Friday, April 11, 2008

I'm Back!

I have been MIA on my blog for some time and I've missed posting. It just seems like there aren't enough hours in my day to do everything online that I need to. That, and I have to share my computer with my my 14 year old daughter. Sometimes it's 10 before I can get on there and then I'm just too tired to do what needs to be done.
It's been a busy past couple of weeks!! I did a soap sale for the Farmgirls on MaryJanes Farm Forum. Sold lots of soap and actually had to make a couple of batches to finish filling orders. I have all the shipping to do this weekend and then the soap will be on it's way to it's new owners.

A week ago my 20 year old grandson moved in with me. He has been renting a room from a friend who is married and that has not been working out for quite some time. Justin wants to save to get his own apartment and was struggling (like we all are) to get money put away. I prayed about Justin's situation and felt like the Lord was leading me to offer to let him stay with me for 90 days.
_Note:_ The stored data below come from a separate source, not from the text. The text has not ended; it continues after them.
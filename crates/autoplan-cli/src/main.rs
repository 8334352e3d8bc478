use clap::{CommandFactory, Parser, Subcommand};

mod commands;

#[derive(Parser)]
#[command(name = "autoplan", version, about = "Autoplan CLI")]
struct Cli {
    /// Increase log verbosity (-v info, -vv debug)
    #[arg(short, long, action = clap::ArgAction::Count, global = true)]
    verbose: u8,

    #[command(subcommand)]
    command: Commands,
}

#[derive(Subcommand)]
enum Commands {
    /// Task management
    Task {
        #[command(subcommand)]
        action: commands::task::TaskAction,
    },
    /// Busy calendar events
    Event {
        #[command(subcommand)]
        action: commands::event::EventAction,
    },
    /// Place unscheduled tasks into a day's free time
    Plan(commands::plan::PlanArgs),
    /// Show allocation history
    Ledger(commands::ledger::LedgerArgs),
    /// Planned vs. completed time
    Stats {
        #[command(subcommand)]
        action: commands::stats::StatsAction,
    },
    /// Configuration management
    Config {
        #[command(subcommand)]
        action: commands::config::ConfigAction,
    },
    /// Print shell completions
    Completions {
        shell: clap_complete::Shell,
    },
}

fn init_tracing(verbose: u8) {
    use tracing_subscriber::EnvFilter;

    let filter = match verbose {
        0 => EnvFilter::try_from_default_env().unwrap_or_else(|_| EnvFilter::new("warn")),
        1 => EnvFilter::new("autoplan_core=info"),
        _ => EnvFilter::new("autoplan_core=debug"),
    };

    tracing_subscriber::fmt()
        .with_env_filter(filter)
        .with_writer(std::io::stderr)
        .with_target(false)
        .compact()
        .init();
}

fn main() {
    let cli = Cli::parse();
    init_tracing(cli.verbose);

    let result = match cli.command {
        Commands::Task { action } => commands::task::run(action),
        Commands::Event { action } => commands::event::run(action),
        Commands::Plan(args) => commands::plan::run(args),
        Commands::Ledger(args) => commands::ledger::run(args),
        Commands::Stats { action } => commands::stats::run(action),
        Commands::Config { action } => commands::config::run(action),
        Commands::Completions { shell } => {
            clap_complete::generate(shell, &mut Cli::command(), "autoplan", &mut std::io::stdout());
            Ok(())
        }
    };

    if let Err(e) = result {
        eprintln!("error: {e}");
        std::process::exit(1);
    }
}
Did I also mention that he has this cute little 5 month old boxer mix puppy named Echo?
So not only do we have 3 people crowded in a 2 bedroom apartment but we have a puppy too. She is so adorable! But I have to be honest and tell you that she wears me out!! It's like taking care of a toddler! But I'm getting more crazy about her every day. She's just so smart.
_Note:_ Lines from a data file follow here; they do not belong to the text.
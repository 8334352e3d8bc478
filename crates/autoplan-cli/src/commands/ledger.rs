use autoplan_core::{LedgerEntry, Store};
use clap::Args;

use super::{hm, ymd_hm, CmdResult};

#[derive(Args)]
pub struct LedgerArgs {
    /// Only show this task
    task_id: Option<String>,
    /// Print as JSON
    #[arg(long)]
    json: bool,
}

pub fn run(args: LedgerArgs) -> CmdResult {
    let store = Store::open_default()?;

    let entries: Vec<LedgerEntry> = match &args.task_id {
        Some(id) => store
            .ledger_entry(id)
            .map(|e| vec![e])
            .ok_or_else(|| format!("no ledger entry for {id}"))?,
        None => store.ledger().entries().cloned().collect(),
    };

    if args.json {
        println!("{}", serde_json::to_string_pretty(&entries)?);
        return Ok(());
    }

    for entry in &entries {
        println!(
            "{}  {}-{}  {}m in {} segment(s)",
            entry.item_id,
            ymd_hm(entry.scheduled_start),
            ymd_hm(entry.scheduled_end),
            entry.total_minutes(),
            entry.allocations.len()
        );
        for a in &entry.allocations {
            println!("    {}-{}", ymd_hm(a.start), hm(a.end));
        }
    }
    Ok(())
}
I have also been feeling so overwhelmed lately. I overcommitted myself to many online things and projects. I also think that I'm having some delayed emotional feelings about my marriage ending, unresolved anger towards my husband, etc. I've decided I need to narrow down my involvement in things. I had signed up to do the Farmer's Market but realize that I don't have the energy to make a weekly committment to that plus keep up with the soapmaking that would be involved. So I pulled out of that. I also made an appointment to get some counseling.

I have so many feelings of anger and frustration towards my husband for things that he did during our marriage. I need to let go of that. God can, and does, work miracles. I have been praying for His help with my feelings. I feel He is leading me to get an objective party to help me with all of this.
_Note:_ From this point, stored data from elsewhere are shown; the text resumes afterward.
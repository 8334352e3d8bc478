//! Placement order for candidate items.

use std::cmp::Ordering;

use super::item::SchedulableItem;

/// Compare two items by placement precedence.
///
/// Earlier due first (undated items after all dated ones), then higher priority,
/// then larger effort first.
pub fn compare(a: &SchedulableItem, b: &SchedulableItem) -> Ordering {
    let by_due = match (a.due, b.due) {
        (Some(x), Some(y)) => x.cmp(&y),
        (Some(_), None) => Ordering::Less,
        (None, Some(_)) => Ordering::Greater,
        (None, None) => Ordering::Equal,
    };

    by_due
        .then_with(|| b.priority.cmp(&a.priority))
        .then_with(|| b.effort_minutes.cmp(&a.effort_minutes))
}

/// Sort items into placement order. Stable: full ties keep their input order.
pub fn order_items(items: &mut [SchedulableItem]) {
    items.sort_by(compare);
}

#[cfg(test)]
mod tests {
    use super::*;
    use crate::planner::item::Priority;
    use chrono::{TimeZone, Utc};

    fn ids(items: &[SchedulableItem]) -> Vec<&str> {
        items.iter().map(|i| i.id.as_str()).collect()
    }

    #[test]
    fn due_dates_come_first() {
        let soon = Utc.with_ymd_and_hms(2026, 10, 20, 12, 0, 0).unwrap();
        let later = Utc.with_ymd_and_hms(2026, 10, 22, 12, 0, 0).unwrap();

        let mut items = vec![
            SchedulableItem::new("undated-high", 60).with_priority(Priority::High),
            SchedulableItem::new("later", 30).with_due(later),
            SchedulableItem::new("soon", 15).with_due(soon).with_priority(Priority::Low),
        ];
        order_items(&mut items);
        assert_eq!(ids(&items), ["soon", "later", "undated-high"]);
    }

    #[test]
    fn priority_then_effort() {
        let mut items = vec![
            SchedulableItem::new("low-big", 120).with_priority(Priority::Low),
            SchedulableItem::new("high-small", 10).with_priority(Priority::High),
            SchedulableItem::new("med-small", 10),
            SchedulableItem::new("med-big", 90),
        ];
        order_items(&mut items);
        assert_eq!(ids(&items), ["high-small", "med-big", "med-small", "low-big"]);
    }

    #[test]
    fn full_ties_are_stable() {
        let mut items = vec![
            SchedulableItem::new("first", 30),
            SchedulableItem::new("second", 30),
            SchedulableItem::new("third", 30),
        ];
        order_items(&mut items);
        assert_eq!(ids(&items), ["first", "second", "third"]);
    }
}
But God is good and Life is good! It's a glorious sunny day here in SW WA! Supposed to be 75 degrees tomorrow and I can't wait. I am going to clean off my porch tomorrow and maybe plant some flowers.

I have to get more soap made. I got some wonderful new scents for Spring that I'm dying to try. Ever heard of Linden? It is wonderful! When Missy had her store we used to sell a brand of soap that had linden in it's line. It was my favorite soap. We have little leaf lindens in the US but the scented linden is a native of France. In the Spring it blossoms and the scent is supposed to be fabulous - never having been to France I'm only going by what I read. It is a common practice for French women to hang their laundry near the tree or lay it on the ground under the tree to pick up the scent of the blossoms. So I'll be soaping that one plus making a linen spray.

I'm off to enjoy the sunshine!

7 comments:

Cora from Hidden Riches said...

Good morning, Kay! Glad to see you back here! I miss you when you are not posting.

Anger is ok for now. I think it is in that process of grieving a tremendous loss in your life. You have lost a part of you that was supposed to be there "til death do you part!" It's not easy to pick yourself up, brush off all the dirt, and learn to stand and walk and go on on your own two feet. God understands your anger and is ready to walk through the next phase of your life with you. Just remember, you are no less of a person, no less important, no less significant than you were before. God has a plan for you today, tomorrow, and for the rest of your life. I know you are spinning right now, and "moving on" seems like a term that just can't be. But each day will bring that boiling teapot inside you just a little cooler with less and less steam and you will find your place and your happiness again!

I will be praying for you, Kay!

And I LOVE that puppy! I just went through that puppyhood thing with the worst behaved dogs in the whole world. We flunked out of "bad dog school", and only now, after a year, am I seeing any movement towards the word "good." But I love him!!!!!

Love ya,
Cora

jayedee said...

i agree with cora, kay. anger is a necessary part of the grieving process and a natural one too!
remember, there are folks out here pulling for you and praying for you!
hugs,
jayedee

Darlene said...

Welcome back!

Big hugs from all your friends!

Paula said...

Oh Kay- I've missed you!
I am praying your heart finds peace over everything that has happened in your life.... it sounds like you have plenty of company right now, so you'll be busy for a while!
Take care of YOU, though... ((hugs))

Angela said...

I am so glad that you are seeking someone to talk to. I have been there and did that! I had a lovely Christian man that really helped me sort through my feelings. You are brave!

Farmhouse Blessings said...

Just know that I'm praying for you everyday, Kay. Your courage and strength are inspiring. I'm so glad that you are getting a little extra help to get through these challenging times.

Blessings,
Lea

Tina Leavy said...

sending hugs your way.may you find the strength and peace you desire.Cora said it well.hang in there.